TASK TO CARRY OUT
All of the data is to be set down again without any alteration.

SOURCE DATA
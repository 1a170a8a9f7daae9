use gloo::events::EventListener;
use wasm_bindgen::{JsCast, UnwrapThrowExt};
use web_sys::{Document, Window};

/// Gets the equivalent of `window()` in javascript
pub fn window() -> Window {
    web_sys::window().expect_throw("Unable to retrieve window")
}

/// Gets the equivalent of `window().document()` in javascript
pub fn document() -> Document {
    window()
        .document()
        .expect_throw("Unable to retrieve document")
}

/// Looks up an element by id, and casts it to the type the caller is after.
pub fn get_element_by_id<T: JsCast>(id: &str) -> Option<T> {
    document()
        .get_element_by_id(id)
        .and_then(|element| element.dyn_into::<T>().ok())
}

/// Runs `f` once the DOM is parsed. If that's already happened, it runs straight away.
pub fn on_page_ready<F>(f: F)
where
    F: FnOnce() + 'static,
{
    let doc = document();
    if doc.ready_state() == "loading" {
        EventListener::once(&doc, "DOMContentLoaded", move |_| f()).forget();
    } else {
        f();
    }
}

TASK SOLUTION
repository 1a170a8a9f7daae9
use gloo::events::EventListener;
use wasm_bindgen::{JsCast, UnwrapThrowExt};
use web_sys::{Document, Window};

/// Gets the equivalent of `window()` in javascript
pub fn window() -> Window {
    web_sys::window().expect_throw("Unable to retrieve window")
}

/// Gets the equivalent of `window().document()` in javascript
pub fn document() -> Document {
    window()
        .document()
        .expect_throw("Unable to retrieve document")
}

/// Looks up an element by id, and casts it to the type the caller is after.
pub fn get_element_by_id<T: JsCast>(id: &str) -> Option<T> {
    document()
        .get_element_by_id(id)
        .and_then(|element| element.dyn_into::<T>().ok())
}

/// Runs `f` once the DOM is parsed. If that's already happened, it runs straight away.
pub fn on_page_ready<F>(f: F)
where
    F: FnOnce() + 'static,
{
    let doc = document();
    if doc.ready_state() == "loading" {
        EventListener::once(&doc, "DOMContentLoaded", move |_| f()).forget();
    } else {
        f();
    }
}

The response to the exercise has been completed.